//! Zoned physical-memory allocator stack.
//!
//! Two cooperating layers:
//! - a zoned buddy page allocator: power-of-two page-run allocation with
//!   per-zone free lists, per-CPU hot/cold page stashes and watermark-based
//!   admission control,
//! - a slab object allocator built on page runs from the buddy layer, with
//!   per-CPU object arrays, slab colouring and optional debug decorators.
//!
//! Both layers are owned by an explicit [`MemorySystem`] context seeded once
//! from the bootstrap collaborator's memory banks. Reclaim is an injected
//! [`ReclaimHook`]; this crate never blocks while holding one of its locks.

#![no_std]

extern crate alloc;

// Logging support - conditionally import log crate
#[cfg(feature = "log")]
extern crate log;

// Stub macros when log is disabled - these become no-ops
#[cfg(not(feature = "log"))]
macro_rules! error {
    ($($arg:tt)*) => {};
}
#[cfg(not(feature = "log"))]
macro_rules! warn {
    ($($arg:tt)*) => {};
}
#[cfg(not(feature = "log"))]
macro_rules! info {
    ($($arg:tt)*) => {};
}
#[cfg(not(feature = "log"))]
macro_rules! debug {
    ($($arg:tt)*) => {};
}
#[cfg(not(feature = "log"))]
#[allow(unused_macros)]
macro_rules! trace {
    ($($arg:tt)*) => {};
}

/// Size of one physical page.
pub const PAGE_SIZE: usize = 0x1000;

/// log2 of [`PAGE_SIZE`].
pub const PAGE_SHIFT: usize = 12;

/// Number of buddy orders. The largest run is `2^(MAX_ORDER - 1)` pages.
pub const MAX_ORDER: usize = 11;

/// The error type used for allocation.
#[derive(Debug, Clone, Copy, PartialEq, Eq)]
pub enum AllocError {
    /// Invalid size, alignment, order, CPU id or policy combination.
    InvalidParam,
    /// A memory bank overlapped with an already-registered zone.
    MemoryOverlap,
    /// No free run or object available after all escalation steps.
    NoMemory,
    /// Freeing an address this allocator does not own.
    NotAllocated,
    /// Destroying a cache that still has outstanding objects.
    Busy,
}

/// A [`Result`] type with [`AllocError`] as the error type.
pub type AllocResult<T = ()> = Result<T, AllocError>;

bitflags::bitflags! {
    /// Caller-supplied allocation policy.
    #[derive(Debug, Clone, Copy, PartialEq, Eq)]
    pub struct AllocPolicy: u32 {
        /// The caller may sleep; enables the synchronous-reclaim escalation.
        const WAIT = 1 << 0;
        /// Atomic/interrupt-context caller; the watermark is halved for it.
        /// Mutually exclusive with `WAIT`.
        const HIGH = 1 << 1;
        /// May dig a further quarter into the watermark reserve.
        const HARDER = 1 << 2;
        /// Privileged caller: the emergency pass ignores watermarks.
        const EMERGENCY = 1 << 3;
        /// Give up after the first reclaim attempt.
        const NO_RETRY = 1 << 4;
        /// Keep retrying while reclaim makes progress.
        const NO_FAIL = 1 << 5;
        /// Prefer the cold per-CPU page stash (data not expected in cache).
        const COLD = 1 << 6;
        /// The caller can use high-memory zones.
        const HIGHMEM = 1 << 7;
    }
}

impl AllocPolicy {
    /// Ordinary kernel allocation: may block and reclaim.
    pub const NORMAL: AllocPolicy = AllocPolicy::WAIT;
    /// Interrupt-context allocation: never blocks, digs into reserves.
    pub const ATOMIC: AllocPolicy = AllocPolicy::HIGH;
    /// Memory-dying caller: bypass watermarks entirely.
    pub const EMERGENCY_RESERVE: AllocPolicy = AllocPolicy::EMERGENCY;
}

/// External reclaim collaborator (background scanner plus the synchronous
/// direct-reclaim entry point). Both calls are made with no allocator locks
/// held.
pub trait ReclaimHook: Send + Sync {
    /// Watermark breached in `zone_id` while searching for a `2^order` run;
    /// wake the background reclaimer for that zone.
    fn wake_reclaimer(&self, zone_id: usize, order: usize);

    /// Synchronous reclaim pass on behalf of a blocked caller. Returns the
    /// number of pages freed back to the allocator.
    fn try_to_free_pages(&self, policy: AllocPolicy) -> usize;
}

#[inline]
pub(crate) const fn align_up(pos: usize, align: usize) -> usize {
    (pos + align - 1) & !(align - 1)
}

#[inline]
pub(crate) const fn align_down(pos: usize, align: usize) -> usize {
    pos & !(align - 1)
}

/// Checks whether the address has the demanded alignment.
///
/// Equivalent to `addr % align == 0`, but the alignment must be a power of two.
#[inline]
pub(crate) const fn is_aligned(base_addr: usize, align: usize) -> bool {
    base_addr & (align - 1) == 0
}

pub mod buddy;
pub use buddy::{BuddyAllocator, MemoryBank, Watermarks, Zone, ZoneClass, ZoneStats};

pub mod slab;
pub use slab::{CacheFlags, CacheRef, CacheStats, ObjectCtor, SlabPageSource};

pub mod system;
pub use system::MemorySystem;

PROBLEM REQUIREMENTS: Output the records exactly, including every line.

RESULT OF THE EXERCISE:
//! Zoned physical-memory allocator stack.
//!
//! Two cooperating layers:
//! - a zoned buddy page allocator: power-of-two page-run allocation with
//!   per-zone free lists, per-CPU hot/cold page stashes and watermark-based
//!   admission control,
//! - a slab object allocator built on page runs from the buddy layer, with
//!   per-CPU object arrays, slab colouring and optional debug decorators.
//!
//! Both layers are owned by an explicit [`MemorySystem`] context seeded once
//! from the bootstrap collaborator's memory banks. Reclaim is an injected
//! [`ReclaimHook`]; this crate never blocks while holding one of its locks.

#![no_std]

extern crate alloc;

// Logging support - conditionally import log crate
#[cfg(feature = "log")]
extern crate log;

// Stub macros when log is disabled - these become no-ops
#[cfg(not(feature = "log"))]
macro_rules! error {
    ($($arg:tt)*) => {};
}
#[cfg(not(feature = "log"))]
macro_rules! warn {
    ($($arg:tt)*) => {};
}
#[cfg(not(feature = "log"))]
macro_rules! info {
    ($($arg:tt)*) => {};
}
#[cfg(not(feature = "log"))]
macro_rules! debug {
    ($($arg:tt)*) => {};
}
#[cfg(not(feature = "log"))]
#[allow(unused_macros)]
macro_rules! trace {
    ($($arg:tt)*) => {};
}

/// Size of one physical page.
pub const PAGE_SIZE: usize = 0x1000;

/// log2 of [`PAGE_SIZE`].
pub const PAGE_SHIFT: usize = 12;

/// Number of buddy orders. The largest run is `2^(MAX_ORDER - 1)` pages.
pub const MAX_ORDER: usize = 11;

/// The error type used for allocation.
#[derive(Debug, Clone, Copy, PartialEq, Eq)]
pub enum AllocError {
    /// Invalid size, alignment, order, CPU id or policy combination.
    InvalidParam,
    /// A memory bank overlapped with an already-registered zone.
    MemoryOverlap,
    /// No free run or object available after all escalation steps.
    NoMemory,
    /// Freeing an address this allocator does not own.
    NotAllocated,
    /// Destroying a cache that still has outstanding objects.
    Busy,
}

/// A [`Result`] type with [`AllocError`] as the error type.
pub type AllocResult<T = ()> = Result<T, AllocError>;

bitflags::bitflags! {
    /// Caller-supplied allocation policy.
    #[derive(Debug, Clone, Copy, PartialEq, Eq)]
    pub struct AllocPolicy: u32 {
        /// The caller may sleep; enables the synchronous-reclaim escalation.
        const WAIT = 1 << 0;
        /// Atomic/interrupt-context caller; the watermark is halved for it.
        /// Mutually exclusive with `WAIT`.
        const HIGH = 1 << 1;
        /// May dig a further quarter into the watermark reserve.
        const HARDER = 1 << 2;
        /// Privileged caller: the emergency pass ignores watermarks.
        const EMERGENCY = 1 << 3;
        /// Give up after the first reclaim attempt.
        const NO_RETRY = 1 << 4;
        /// Keep retrying while reclaim makes progress.
        const NO_FAIL = 1 << 5;
        /// Prefer the cold per-CPU page stash (data not expected in cache).
        const COLD = 1 << 6;
        /// The caller can use high-memory zones.
        const HIGHMEM = 1 << 7;
    }
}

impl AllocPolicy {
    /// Ordinary kernel allocation: may block and reclaim.
    pub const NORMAL: AllocPolicy = AllocPolicy::WAIT;
    /// Interrupt-context allocation: never blocks, digs into reserves.
    pub const ATOMIC: AllocPolicy = AllocPolicy::HIGH;
    /// Memory-dying caller: bypass watermarks entirely.
    pub const EMERGENCY_RESERVE: AllocPolicy = AllocPolicy::EMERGENCY;
}

/// External reclaim collaborator (background scanner plus the synchronous
/// direct-reclaim entry point). Both calls are made with no allocator locks
/// held.
pub trait ReclaimHook: Send + Sync {
    /// Watermark breached in `zone_id` while searching for a `2^order` run;
    /// wake the background reclaimer for that zone.
    fn wake_reclaimer(&self, zone_id: usize, order: usize);

    /// Synchronous reclaim pass on behalf of a blocked caller. Returns the
    /// number of pages freed back to the allocator.
    fn try_to_free_pages(&self, policy: AllocPolicy) -> usize;
}

#[inline]
pub(crate) const fn align_up(pos: usize, align: usize) -> usize {
    (pos + align - 1) & !(align - 1)
}

#[inline]
pub(crate) const fn align_down(pos: usize, align: usize) -> usize {
    pos & !(align - 1)
}

/// Checks whether the address has the demanded alignment.
///
/// Equivalent to `addr % align == 0`, but the alignment must be a power of two.
#[inline]
pub(crate) const fn is_aligned(base_addr: usize, align: usize) -> bool {
    base_addr & (align - 1) == 0
}

pub mod buddy;
pub use buddy::{BuddyAllocator, MemoryBank, Watermarks, Zone, ZoneClass, ZoneStats};

pub mod slab;
pub use slab::{CacheFlags, CacheRef, CacheStats, ObjectCtor, SlabPageSource};

pub mod system;
pub use system::MemorySystem;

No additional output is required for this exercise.